An uplifting week it's been.

I've been watching the Alzheimer's Project on HBO this week, so I am extra-depressed.

10:22 AM  
Blogger Washington Cube said...

My mother died of Early Onset Rapid Progression Alzheimer's, Phil. I absolutely could not go through watching one thing in that show. Why peel the scab off that wound, and what could it teach me I didn't have to learn the hard way and first hand.

10:50 AM  
Blogger Phil said...

It's extraordinarily sad, but I'm always curious as to how other people cope with the disease.
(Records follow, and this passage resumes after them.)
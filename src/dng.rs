// SPDX-License-Identifier: GPL-3.0-only

//! DNG writer: thumbnail IFD, raw CFA IFD, and EXIF sub-IFD (component
//! 4.G).
//!
//! Tag insertion follows the pattern this codebase's photo encoder uses
//! (`dng::ifd::{Ifd, IfdValue, Offsets}`, `dng::tags::ifd` bare tag
//! constants, `DngWriter::write_dng`). The custom `ForwardMatrix1` tag
//! (50964) is not in `dng::tags::ifd`; it is declared here as a `u16`
//! constant on the assumption that the crate's tag constants are
//! themselves plain `u16` values, matching `Ifd::insert`'s key type. The
//! raw CFA IFD is a second top-level IFD passed alongside the thumbnail
//! IFD to `DngWriter::write_dng`; only the EXIF IFD is nested, via
//! `IfdValue::Ifd`, assumed to exist for composing sub-directories the
//! way the rest of this crate's API composes strip data via
//! `IfdValue::Offsets`.

use std::io::Cursor;
use std::sync::Arc;

use dng::ifd::{Ifd, IfdValue, Offsets};
use dng::tags::ifd as tiff_tags;
use dng::{DngWriter, FileType};

use crate::errors::DngError;

/// DNG tag 50964, `ForwardMatrix1`: SRATIONAL[9], not defined by the
/// `dng` crate's tag table.
const FORWARD_MATRIX_1: u16 = 50964;

/// Per-device calibration and identity carried into every DNG this engine
/// writes.
#[derive(Debug, Clone)]
pub struct DngCalibration {
    pub make: String,
    pub model: String,
    pub color_matrix: [f64; 9],
    pub forward_matrix: Option<[f64; 9]>,
    pub black_level: Option<u32>,
    pub white_level: Option<u32>,
    pub focal_length_mm: Option<f64>,
    pub crop_factor: Option<f64>,
    pub f_number: Option<f64>,
}

/// sRGB-ish fallback used when a device has no configured color matrix.
pub const SRGB_FALLBACK_MATRIX: [f64; 9] = [
    0.4124, 0.3576, 0.1805, 0.2126, 0.7152, 0.0722, 0.0193, 0.1192, 0.9505,
];

/// Per-frame exposure values needed to compute EXIF tags.
#[derive(Debug, Clone, Copy)]
pub struct FrameExposure {
    pub frame_interval_s: f64,
    pub exposure_rows: u32,
    pub sensor_height: u32,
    pub gain: i32,
    pub gain_max: i32,
    pub iso_min: u32,
    pub iso_max: u32,
}

struct ByteOffsets {
    data: Vec<u8>,
}

impl Offsets for ByteOffsets {
    fn size(&self) -> u32 {
        self.data.len() as u32
    }

    fn write(&self, writer: &mut dyn std::io::Write) -> std::io::Result<()> {
        writer.write_all(&self.data)
    }
}

fn to_srational9(values: &[f64; 9]) -> IfdValue {
    IfdValue::List(
        values
            .iter()
            .map(|&v| {
                let denom = 1_000_000i32;
                let num = (v * denom as f64).round() as i32;
                IfdValue::SRational(num, denom)
            })
            .collect(),
    )
}

fn rational(numerator: u32, denominator: u32) -> IfdValue {
    let g = gcd(numerator, denominator);
    let g = g.max(1);
    IfdValue::Rational(numerator / g, denominator / g)
}

fn gcd(mut a: u32, mut b: u32) -> u32 {
    while b != 0 {
        let t = b;
        b = a % b;
        a = t;
    }
    a.max(1)
}

/// `ISOSpeedRatings = remap(gain-1, [0,gain_max] -> [iso_min,iso_max])`.
fn remap_iso(exposure: &FrameExposure) -> u32 {
    if exposure.gain_max <= 0 {
        return exposure.iso_min;
    }
    let gain = (exposure.gain - 1).max(0) as f64;
    let frac = gain / exposure.gain_max as f64;
    let iso = exposure.iso_min as f64
        + frac * (exposure.iso_max as f64 - exposure.iso_min as f64);
    iso.round().clamp(exposure.iso_min as f64, exposure.iso_max as f64) as u32
}

fn build_exif_ifd(exposure: &FrameExposure, auto_exposure: bool) -> Ifd {
    let mut ifd = Ifd::default();
    ifd.insert(
        tiff_tags::ExposureProgram,
        IfdValue::Short(if auto_exposure { 2 } else { 1 }),
    );

    let exposure_time_s =
        exposure.frame_interval_s * (exposure.exposure_rows as f64 / exposure.sensor_height as f64);
    let numerator = (exposure_time_s * 1_000_000.0).round().max(0.0) as u32;
    ifd.insert(tiff_tags::ExposureTime, rational(numerator, 1_000_000));

    ifd.insert(
        tiff_tags::ISOSpeedRatings,
        IfdValue::Short(remap_iso(exposure).min(65535) as u16),
    );
    ifd.insert(tiff_tags::Flash, IfdValue::Short(0));

    let now = chrono::Local::now().format("%Y:%m:%d %H:%M:%S").to_string();
    ifd.insert(tiff_tags::DateTimeOriginal, IfdValue::Ascii(now.clone()));
    ifd.insert(tiff_tags::DateTimeDigitized, IfdValue::Ascii(now));

    ifd
}

fn build_thumbnail_ifd(
    width: u32,
    height: u32,
    calibration: &DngCalibration,
    now: &str,
) -> Ifd {
    let thumb_w = (width / 16).max(1);
    let thumb_h = (height / 16).max(1);
    let pixels = vec![0u8; (thumb_w * thumb_h * 3) as usize];

    let mut ifd = Ifd::default();
    ifd.insert(tiff_tags::NewSubfileType, IfdValue::Long(1));
    ifd.insert(tiff_tags::ImageWidth, IfdValue::Long(thumb_w));
    ifd.insert(tiff_tags::ImageLength, IfdValue::Long(thumb_h));
    ifd.insert(
        tiff_tags::BitsPerSample,
        IfdValue::List(vec![IfdValue::Short(8), IfdValue::Short(8), IfdValue::Short(8)]),
    );
    ifd.insert(tiff_tags::Compression, IfdValue::Short(1));
    ifd.insert(tiff_tags::PhotometricInterpretation, IfdValue::Short(2));
    ifd.insert(tiff_tags::SamplesPerPixel, IfdValue::Short(3));
    ifd.insert(tiff_tags::RowsPerStrip, IfdValue::Long(thumb_h));
    ifd.insert(tiff_tags::PlanarConfiguration, IfdValue::Short(1));
    ifd.insert(tiff_tags::Orientation, IfdValue::Short(1));

    let offsets: Arc<dyn Offsets + Send + Sync> = Arc::new(ByteOffsets { data: pixels.clone() });
    ifd.insert(tiff_tags::StripOffsets, IfdValue::Offsets(offsets));
    ifd.insert(tiff_tags::StripByteCounts, IfdValue::Long(pixels.len() as u32));

    ifd.insert(tiff_tags::Make, IfdValue::Ascii(calibration.make.clone()));
    ifd.insert(tiff_tags::Model, IfdValue::Ascii(calibration.model.clone()));
    ifd.insert(tiff_tags::DateTime, IfdValue::Ascii(now.to_string()));
    ifd.insert(tiff_tags::Software, IfdValue::Ascii("Megapixels".to_string()));
    ifd.insert(
        tiff_tags::UniqueCameraModel,
        IfdValue::Ascii(format!("{} {}", calibration.make, calibration.model)),
    );
    ifd.insert(
        tiff_tags::DNGVersion,
        IfdValue::List(vec![
            IfdValue::Byte(1),
            IfdValue::Byte(1),
            IfdValue::Byte(0),
            IfdValue::Byte(0),
        ]),
    );
    ifd.insert(
        tiff_tags::DNGBackwardVersion,
        IfdValue::List(vec![
            IfdValue::Byte(1),
            IfdValue::Byte(0),
            IfdValue::Byte(0),
            IfdValue::Byte(0),
        ]),
    );
    ifd.insert(tiff_tags::ColorMatrix1, to_srational9(&calibration.color_matrix));
    if let Some(fm) = calibration.forward_matrix {
        ifd.insert(FORWARD_MATRIX_1, to_srational9(&fm));
    }
    ifd.insert(
        tiff_tags::AsShotNeutral,
        IfdValue::List(vec![
            IfdValue::Rational(1, 1),
            IfdValue::Rational(1, 1),
            IfdValue::Rational(1, 1),
        ]),
    );
    ifd.insert(tiff_tags::CalibrationIlluminant1, IfdValue::Short(21));

    ifd
}

fn build_raw_ifd(
    cfa_plane: &[u8],
    width: u32,
    height: u32,
    calibration: &DngCalibration,
) -> Ifd {
    let mut ifd = Ifd::default();
    ifd.insert(tiff_tags::NewSubfileType, IfdValue::Long(0));
    ifd.insert(tiff_tags::ImageWidth, IfdValue::Long(width));
    ifd.insert(tiff_tags::ImageLength, IfdValue::Long(height));
    ifd.insert(tiff_tags::BitsPerSample, IfdValue::Short(8));
    ifd.insert(tiff_tags::Compression, IfdValue::Short(1));
    ifd.insert(tiff_tags::PhotometricInterpretation, IfdValue::Short(32803)); // CFA
    ifd.insert(tiff_tags::SamplesPerPixel, IfdValue::Short(1));
    ifd.insert(tiff_tags::RowsPerStrip, IfdValue::Long(height));
    ifd.insert(tiff_tags::PlanarConfiguration, IfdValue::Short(1));
    ifd.insert(
        tiff_tags::CFARepeatPatternDim,
        IfdValue::List(vec![IfdValue::Short(2), IfdValue::Short(2)]),
    );
    ifd.insert(
        tiff_tags::CFAPattern,
        IfdValue::List(
            [2u8, 1, 1, 0] // BGGR: B G / G R
                .iter()
                .map(|&b| IfdValue::Byte(b))
                .collect(),
        ),
    );

    if let Some(black) = calibration.black_level {
        ifd.insert(tiff_tags::BlackLevel, IfdValue::Long(black));
    }
    if let Some(white) = calibration.white_level {
        ifd.insert(tiff_tags::WhiteLevel, IfdValue::Long(white));
    }

    let offsets: Arc<dyn Offsets + Send + Sync> =
        Arc::new(ByteOffsets { data: cfa_plane.to_vec() });
    ifd.insert(tiff_tags::StripOffsets, IfdValue::Offsets(offsets));
    ifd.insert(tiff_tags::StripByteCounts, IfdValue::Long(cfa_plane.len() as u32));

    ifd
}

/// Writes one DNG file: two top-level IFDs (thumbnail IFD0, raw CFA IFD1),
/// with EXIF linked as a sub-IFD from IFD0, to `out`. `cfa_plane` is the
/// full-resolution 8-bit CFA data copied verbatim from an `OwnedImage`.
pub fn write_dng(
    out: &mut Vec<u8>,
    cfa_plane: &[u8],
    width: u32,
    height: u32,
    calibration: &DngCalibration,
    exposure: &FrameExposure,
    auto_exposure: bool,
) -> Result<(), DngError> {
    let now = chrono::Local::now().format("%Y:%m:%d %H:%M:%S").to_string();

    let exif_ifd = build_exif_ifd(exposure, auto_exposure);
    let raw_ifd = build_raw_ifd(cfa_plane, width, height, calibration);
    let mut thumb_ifd = build_thumbnail_ifd(width, height, calibration, &now);

    // IFD0 (thumbnail) links EXIF as a sub-IFD; the raw CFA IFD is its own
    // top-level IFD1, per 4.G's ordering note.
    thumb_ifd.insert(tiff_tags::ExifIFD, IfdValue::Ifd(Arc::new(exif_ifd)));

    let cursor = Cursor::new(&mut *out);
    DngWriter::write_dng(cursor, true, FileType::Dng, vec![thumb_ifd, raw_ifd])
        .map_err(|e| DngError::EncodingFailed(format!("{e:?}")))?;
    Ok(())
}

#[cfg(test)]
mod tests {
    use super::*;

    #[test]
    fn remap_iso_clamps_to_configured_range() {
        let exposure = FrameExposure {
            frame_interval_s: 1.0 / 30.0,
            exposure_rows: 100,
            sensor_height: 100,
            gain: 1,
            gain_max: 255,
            iso_min: 100,
            iso_max: 1600,
        };
        assert_eq!(remap_iso(&exposure), 100);

        let maxed = FrameExposure { gain: 256, ..exposure };
        assert_eq!(remap_iso(&maxed), 1600);
    }

    #[test]
    fn srational9_round_trips_sign() {
        let values = [1.0, -2.5, 0.0, 3.0, -4.0, 5.0, -6.0, 7.0, -8.0];
        if let IfdValue::List(items) = to_srational9(&values) {
            assert_eq!(items.len(), 9);
        } else {
            panic!("expected list");
        }
    }
}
It also has some extremely touching segment titled "The Last Show" featured a former children's television star (like a "Buffalo Bob", but of the local variety) - he was sort of at the worst part of the disease - really out of it...except for the shows he used to do. And shortly before he died, the closed out his piece with him lying in his hospital bed, talking to no one in particular "Thanks for tuning in. I hope you all had fun, and I'll see you next time." A great sign off, if I ever heard one.

12:19 PM  
Anonymous Anonymous said...

What a complex and completely modern woman. I've been meaning to read White Heat: The Friendship of Emily Dickinson and Thomas Wentworth Higginson. She sought him out as a sounding board and friend.

I loved Jule Harris in The Belle of Amhurst -- what a great play.

Let's think about her life and work, not her death.

-- grince

2:31 PM  
Blogger Reya Mellicker said...

What a beautiful poem and tribute, Cube. Wow. I salute you - brought a tear to my eye.

Thank you.

10:31 AM  
Blogger Reya Mellicker said...

Phil - wow. I've read about studies in which certain pieces of music, or paintings, seem to lift people out of Alzheimers at least briefly. The brain is completely mysterious.

BTW I dreamed last night that you, Hammer and I were playing poker. I think you won.